According to the date, by the end of the year advertisers will have spent an estimated £3.39 billion on programmatic trading. This is a 23.5% rise from the year before. Programmatic spend now equates to 79% of all UK digital ad spend.
eMarketer predicts that this proportion will continue rising to 84% by 2019.
Mobile is still the main force driving the growth of programmatic in the UK, currently making up 78% of the total 2017 programmatic display ad spending. This growth, however, is balanced by the continuing decline for desktop. 22% of programmatic spend went to desktop in 2017 (around £743 million), with a predicted fall to 13.5%, or £609 million, in 2019.
“The programmatic ecosystem is growing because it’s maturing,” eMarketer senior analyst Bill Fisher said.
“This maturation is leading to better practices, better behaviour and better transparency. Making everybody in the chain accountable is the next step in cleaning up programmatic’s image further. For example, the recent Ads.txt initiative from IAB Tech Lab is one such step. This tool essentially allows publishers to publicly declare the companies they authorize to sell their digital inventory.”
Trust issues
The continued growth in programmatic spend comes amidst a range of issues surrounding trust and the potential for fraud. Marketers have to balance these risks against the siginifcant benefits that the medium can bring them, namely more targeted and effective ads that seek out the right audience, at the right time, right across the web.
QueryClick interviewed 150 heads of marketing at major UK brands and found that 70% were planning to match or increase their programmatic spend over the next year. This was despite the fact that 41% said that they had lost trust in the format due to the risk of becoming victims of advertising fraud.
“Recent studies have put the cost of digital advertising fraud as high as $31 billion in the US alone. That makes digital ad fraud not just more costly than any form of cybercrime, but more costly than offline crimes such as counterfeit goods and payment card fraud,” QueryClick managing director, Chris Liversidge, said.
“Technology may also be a driver of fraud. The large agencies that buy up the digital ad space also own most of the ad buying platforms (DSPs) whose weaknesses and lack of transparency enable fraud to continue. Many in fact offer minimal to no reporting on individual ad buys, only offering rolled-up reporting which obscures where any particular ad was shown. It would seem advertisers are waking up to this however. Nine out of ten brands to us that they believe the lack of transparency in their programmatic ad campaigns is because the ad buying platform is owned by their advertising agency.”
Other figures that emerged from the QueryClick survey show that 40% of the major advertisers reported being confident that more than half of their online ads were being seen by people. However, only 7% thought that the proportion viewed by humans rather than bots was 80% or more.
“Many brands operate in sectors where they are under pressure to perform in volatile market conditions and competition is rife such as eCommerce, travel and finance,” continued Liversidge.

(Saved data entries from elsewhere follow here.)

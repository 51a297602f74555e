mod common;

use anyhow::Result;
use axum::{
    body::Body,
    http::{Request, StatusCode},
    Router,
};
use common::test_service;
use http_body_util::BodyExt;
use pokerbank::api::{create_router, AppState};
use serde_json::{json, Value};
use tempfile::TempDir;
use tower::ServiceExt; // For `oneshot` method

async fn test_app() -> Result<(Router, TempDir)> {
    let (service, temp) = test_service().await?;
    Ok((create_router(AppState::new(service, 2000)), temp))
}

async fn send(app: &Router, method: &str, uri: &str, body: Option<Value>) -> (StatusCode, Value) {
    let builder = Request::builder().method(method).uri(uri);
    let request = match body {
        Some(body) => builder
            .header("content-type", "application/json")
            .body(Body::from(body.to_string()))
            .unwrap(),
        None => builder.body(Body::empty()).unwrap(),
    };

    let response = app.clone().oneshot(request).await.unwrap();
    let status = response.status();
    let bytes = response.into_body().collect().await.unwrap().to_bytes();
    let value = if bytes.is_empty() {
        Value::Null
    } else {
        serde_json::from_slice(&bytes).unwrap()
    };
    (status, value)
}

async fn create_player(app: &Router, name: &str) -> String {
    let (status, body) = send(app, "POST", "/api/players", Some(json!({ "name": name }))).await;
    assert_eq!(status, StatusCode::CREATED);
    body["id"].as_str().unwrap().to_string()
}

#[tokio::test]
async fn test_health_check() -> Result<()> {
    let (app, _temp) = test_app().await?;
    let (status, body) = send(&app, "GET", "/health", None).await;
    assert_eq!(status, StatusCode::OK);
    assert_eq!(body["status"], "healthy");
    Ok(())
}

#[tokio::test]
async fn test_player_lifecycle() -> Result<()> {
    let (app, _temp) = test_app().await?;
    let id = create_player(&app, "Alice").await;

    // No amount means the default buy-in
    let (status, body) = send(
        &app,
        "POST",
        &format!("/api/players/{id}/withdrawals"),
        Some(json!({})),
    )
    .await;
    assert_eq!(status, StatusCode::CREATED);
    assert_eq!(body["totalWithdrawn"], "20.00");
    assert_eq!(body["withdrawals"][0]["addedBy"], "admin");

    // Numbers and strings are both accepted
    let (_, body) = send(
        &app,
        "POST",
        &format!("/api/players/{id}/withdrawals"),
        Some(json!({ "amount": 12.5, "addedBy": "Bob" })),
    )
    .await;
    assert_eq!(body["totalWithdrawn"], "32.50");

    let (status, body) = send(
        &app,
        "PUT",
        &format!("/api/players/{id}"),
        Some(json!({ "finalAmount": "40.00" })),
    )
    .await;
    assert_eq!(status, StatusCode::OK);
    assert_eq!(body["finalAmount"], "40.00");
    assert_eq!(body["pokerNet"], "7.50");

    let (status, body) = send(&app, "GET", "/api/players", None).await;
    assert_eq!(status, StatusCode::OK);
    assert_eq!(body.as_array().unwrap().len(), 1);

    let (status, _) = send(&app, "DELETE", &format!("/api/players/{id}"), None).await;
    assert_eq!(status, StatusCode::NO_CONTENT);
    Ok(())
}

#[tokio::test]
async fn test_error_statuses() -> Result<()> {
    let (app, _temp) = test_app().await?;
    let id = create_player(&app, "Alice").await;

    let (status, body) = send(&app, "POST", "/api/players", Some(json!({ "name": "Alice" }))).await;
    assert_eq!(status, StatusCode::CONFLICT);
    assert_eq!(body["kind"], "already_exists");

    let (status, body) = send(
        &app,
        "POST",
        &format!("/api/players/{id}/withdrawals"),
        Some(json!({ "amount": -5 })),
    )
    .await;
    assert_eq!(status, StatusCode::BAD_REQUEST);
    assert_eq!(body["kind"], "invalid_amount");

    let missing = uuid::Uuid::new_v4();
    let (status, _) = send(&app, "DELETE", &format!("/api/players/{missing}"), None).await;
    assert_eq!(status, StatusCode::NOT_FOUND);

    let (status, body) = send(
        &app,
        "POST",
        "/api/food-expenses",
        Some(json!({ "amount": 10, "payerId": id, "consumerIds": [] })),
    )
    .await;
    assert_eq!(status, StatusCode::BAD_REQUEST);
    assert_eq!(body["kind"], "invalid_expense");
    Ok(())
}

#[tokio::test]
async fn test_expenses_and_results() -> Result<()> {
    let (app, _temp) = test_app().await?;
    let a = create_player(&app, "A").await;
    let b = create_player(&app, "B").await;

    let (status, body) = send(
        &app,
        "POST",
        "/api/food-expenses",
        Some(json!({ "amount": "10.00", "payerId": b, "consumerIds": [a, b], "description": "pizza" })),
    )
    .await;
    assert_eq!(status, StatusCode::CREATED);
    assert_eq!(body["share"], "5.00");
    assert_eq!(body["consumerNames"], json!(["A", "B"]));
    let expense_id = body["id"].as_str().unwrap().to_string();

    // B is referenced by the expense
    let (status, body) = send(&app, "DELETE", &format!("/api/players/{b}"), None).await;
    assert_eq!(status, StatusCode::CONFLICT);
    assert_eq!(body["kind"], "player_in_use");

    let (status, body) = send(&app, "GET", "/api/results", None).await;
    assert_eq!(status, StatusCode::OK);
    assert_eq!(body["status"], "ok");
    assert_eq!(body["foodSummary"]["A"], "-5.00");
    assert_eq!(body["settlements"], json!(["A pays B $5.00"]));

    let (status, body) = send(&app, "GET", "/api/food-expenses", None).await;
    assert_eq!(status, StatusCode::OK);
    assert_eq!(body.as_array().unwrap().len(), 1);

    let (status, _) = send(&app, "DELETE", &format!("/api/food-expenses/{expense_id}"), None).await;
    assert_eq!(status, StatusCode::NO_CONTENT);
    Ok(())
}

#[tokio::test]
async fn test_results_imbalance_is_unprocessable() -> Result<()> {
    let (app, _temp) = test_app().await?;
    let a = create_player(&app, "A").await;
    send(
        &app,
        "POST",
        &format!("/api/players/{a}/withdrawals"),
        Some(json!({ "amount": 20 })),
    )
    .await;
    send(&app, "PUT", &format!("/api/players/{a}"), Some(json!({ "finalAmount": 15 }))).await;

    let (status, body) = send(&app, "GET", "/api/bank", None).await;
    assert_eq!(status, StatusCode::OK);
    assert_eq!(body["isBalanced"], false);
    assert_eq!(body["difference"], "-5.00");

    let (status, body) = send(&app, "GET", "/api/results", None).await;
    assert_eq!(status, StatusCode::UNPROCESSABLE_ENTITY);
    assert_eq!(body["status"], "imbalance");
    assert_eq!(body["ledger"], "poker");
    assert_eq!(body["difference"], "-5.00");
    Ok(())
}
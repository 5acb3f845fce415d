//! Predicate fragments and their operators
//!
//! A [`ColumnFilter`] is a piece of WHERE-clause text together with the
//! bindings for the `@n` placeholders it contains.

use serde::{Deserialize, Serialize};

use crate::types::{Parameter, SqlValue};

/// Comparison applied to a key and a value fragment
#[derive(Debug, Clone, Copy, Default, PartialEq, Eq, Hash, Serialize, Deserialize)]
pub enum Operator {
    /// The value fragment is already a complete predicate
    #[default]
    Non,
    Equals,
    NotEquals,
    In,
    NotIn,
    Like,
    NotLike,
    Less,
    More,
    LessOrEquals,
    MoreOrEquals,
}

impl Operator {
    /// Apply the operator template to `key` and `value`
    pub fn render(self, key: &str, value: &str) -> String {
        match self {
            Operator::Non => value.to_string(),
            Operator::Equals => format!("{} = {}", key, value),
            Operator::NotEquals => format!("{} != {}", key, value),
            Operator::In => format!("{} IN ({})", key, value),
            Operator::NotIn => format!("{} NOT IN ({})", key, value),
            Operator::Like => format!("{} LIKE '%' + {} + '%'", key, value),
            Operator::NotLike => format!("{} NOT LIKE '%' + {} + '%'", key, value),
            Operator::Less => format!("{} < {}", key, value),
            Operator::More => format!("{} > {}", key, value),
            Operator::LessOrEquals => format!("{} <= {}", key, value),
            Operator::MoreOrEquals => format!("{} >= {}", key, value),
        }
    }
}

/// Logical combinator joining predicate fragments
#[derive(Debug, Clone, Copy, PartialEq, Eq)]
pub enum Connective {
    And,
    Or,
}

impl Connective {
    pub fn keyword(self) -> &'static str {
        match self {
            Connective::And => " AND ",
            Connective::Or => " OR ",
        }
    }
}

/// A single or composite predicate fragment with its ordered bindings
///
/// `filter` holds the value side of the predicate. When `operator` is
/// [`Operator::Non`] it holds the whole predicate and `key_name` is only
/// informational.
#[derive(Debug, Clone, Default, PartialEq, Serialize, Deserialize)]
pub struct ColumnFilter {
    #[serde(rename = "keyName")]
    pub key_name: String,
    pub filter: String,
    pub operator: Operator,
    pub params: Vec<Parameter>,
}

impl ColumnFilter {
    pub fn new(
        key_name: impl Into<String>,
        operator: Operator,
        filter: impl Into<String>,
        params: Vec<Parameter>,
    ) -> Self {
        Self {
            key_name: key_name.into(),
            filter: filter.into(),
            operator,
            params,
        }
    }

    /// `key <operator> @0` with `value` bound to `@0`
    pub fn compare(key_name: impl Into<String>, operator: Operator, value: impl Into<SqlValue>) -> Self {
        Self::new(key_name, operator, "@0", vec![Parameter::new(0, value)])
    }

    /// A finished predicate fragment with its bindings
    pub fn raw(fragment: impl Into<String>, params: Vec<Parameter>) -> Self {
        Self::new(String::new(), Operator::Non, fragment, params)
    }

    /// The predicate text with the operator applied
    pub fn render(&self) -> String {
        self.operator.render(&self.key_name, &self.filter)
    }

    pub fn param_count(&self) -> usize {
        self.params.len()
    }
}
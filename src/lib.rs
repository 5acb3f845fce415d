//! # sql-splice
//!
//! Parameterized SQL text assembly from entity metadata and composable
//! predicate fragments.
//!
//! Queries are plain strings threaded through pure mutators. Each mutator
//! finds an anchor keyword (FROM, WHERE, GROUP BY, ORDER BY, ...) in the text
//! and splices its clause in the right place, so selectors, joins, filters,
//! ordering and paging can be added without a syntax tree. Predicates carry
//! their own `@n` bindings and are renumbered when combined.
//!
//! ## Features
//!
//! - **Static Entity Metadata**: table name, primary keys and settable columns registered per type
//! - **Composable Filters**: AND/OR folding with contiguous placeholder numbering
//! - **Clause-Aware Splicing**: filters land before GROUP BY/ORDER BY, joins before WHERE
//! - **Paging**: `OFFSET … ROWS FETCH NEXT … ROWS ONLY`, with `ORDER BY 1` when unordered
//! - **Key-Based UPDATE/DELETE**: parameterized by default, literal embedding on request
//!
//! ## Quick Start
//!
//! ```rust
//! use std::sync::LazyLock;
//! use sql_splice::{
//!     BuilderConfig, Entity, EntityMetadata, OrderContract, QueryBuilder, SqlValue,
//!     Statement, StatementBuilder,
//! };
//!
//! struct Person;
//!
//! static PERSON: LazyLock<EntityMetadata> = LazyLock::new(|| {
//!     EntityMetadata::builder("Person")
//!         .primary_key("Id")
//!         .column("Name")
//!         .column("Age")
//!         .build()
//!         .expect("valid metadata")
//! });
//!
//! impl Entity for Person {
//!     fn metadata() -> &'static EntityMetadata {
//!         &PERSON
//!     }
//!
//!     fn column_value(&self, _column: &str) -> Option<SqlValue> {
//!         None
//!     }
//! }
//!
//! let config = BuilderConfig::builder().single_line().build();
//! let qb = QueryBuilder::new(&config);
//! let sb = StatementBuilder::new();
//!
//! let adults = sb.build_statement::<Person>("Age", 18, sql_splice::Operator::MoreOrEquals);
//! let statement = qb.apply_filter(Statement::new(qb.where_sentinel()), &adults);
//!
//! let sql = qb.set_selector::<Person>(&statement.sql, &["Id", "Name"]);
//! let sql = qb.insert_orders::<Person>(&sql, &[OrderContract::asc("Name")]);
//! let sql = qb.insert_paging(&sql, 0, 20);
//!
//! assert_eq!(
//!     sql,
//!     "SELECT Person.Id, Person.Name FROM Person AS Person WHERE Person.Age >= @0 \
//!      ORDER BY Person.Name ASC OFFSET 0 ROWS FETCH NEXT 20 ROWS ONLY"
//! );
//! assert_eq!(statement.values(), vec![&SqlValue::Int(18)]);
//! ```
//!
//! ## Configuration
//!
//! ```rust
//! use sql_splice::{BuilderConfig, KeyBinding};
//!
//! let config = BuilderConfig::builder()
//!     .line_separator("\r\n")   // Clause separator (default: "\n")
//!     .literal_keys()           // Embed key values instead of binding them
//!     .build();
//!
//! assert_eq!(config.key_binding, KeyBinding::Literal);
//! ```
//!
//! ## Thread Safety
//!
//! Every operation is a pure function of its inputs. The only shared state
//! is the per-type static metadata and a compiled placeholder pattern, both
//! read-only, so builders can be used from any number of threads.

pub mod config;
pub mod entity;
pub mod error;
pub mod filter;
pub mod sql;
pub mod types;

// Re-export main types for convenience
pub use config::{BuilderConfig, BuilderConfigBuilder, KeyBinding};
pub use entity::{ColumnMetadata, ColumnRole, Entity, EntityMetadata, EntityMetadataBuilder};
pub use error::{QueryBuilderError, Result};
pub use filter::{ColumnFilter, Connective, Operator};
pub use sql::{Anchor, ClauseCursor, JoinType, QueryBuilder, StatementBuilder};
pub use types::{OrderContract, OrderDirection, Parameter, SqlValue, Statement};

“If they can solve their programmatic problems, there is an opportunity for these brands to out-compete much larger incumbent brands with lower marketing spends.
“They can also take steps to protect themselves. First, where possible, they should separate their programmatic campaigns so they are given the consideration – and performance measures – their growing size warrants. Secondly, they should unbundle their agency relationship from the programmatic platform, to enable them to seek out independent providers that offer true transparency and protection from the risks of current programmatic campaigns.”
85% of respondents thought that that trade bodies such as the IAB should have greater powers to monitor and penalize those that knowingly commit ad fraud.
“There will be more initiatives to come, and as they come online, greater levels of trust will be placed in trading digital display inventory via programmatic pipes,” said Fisher.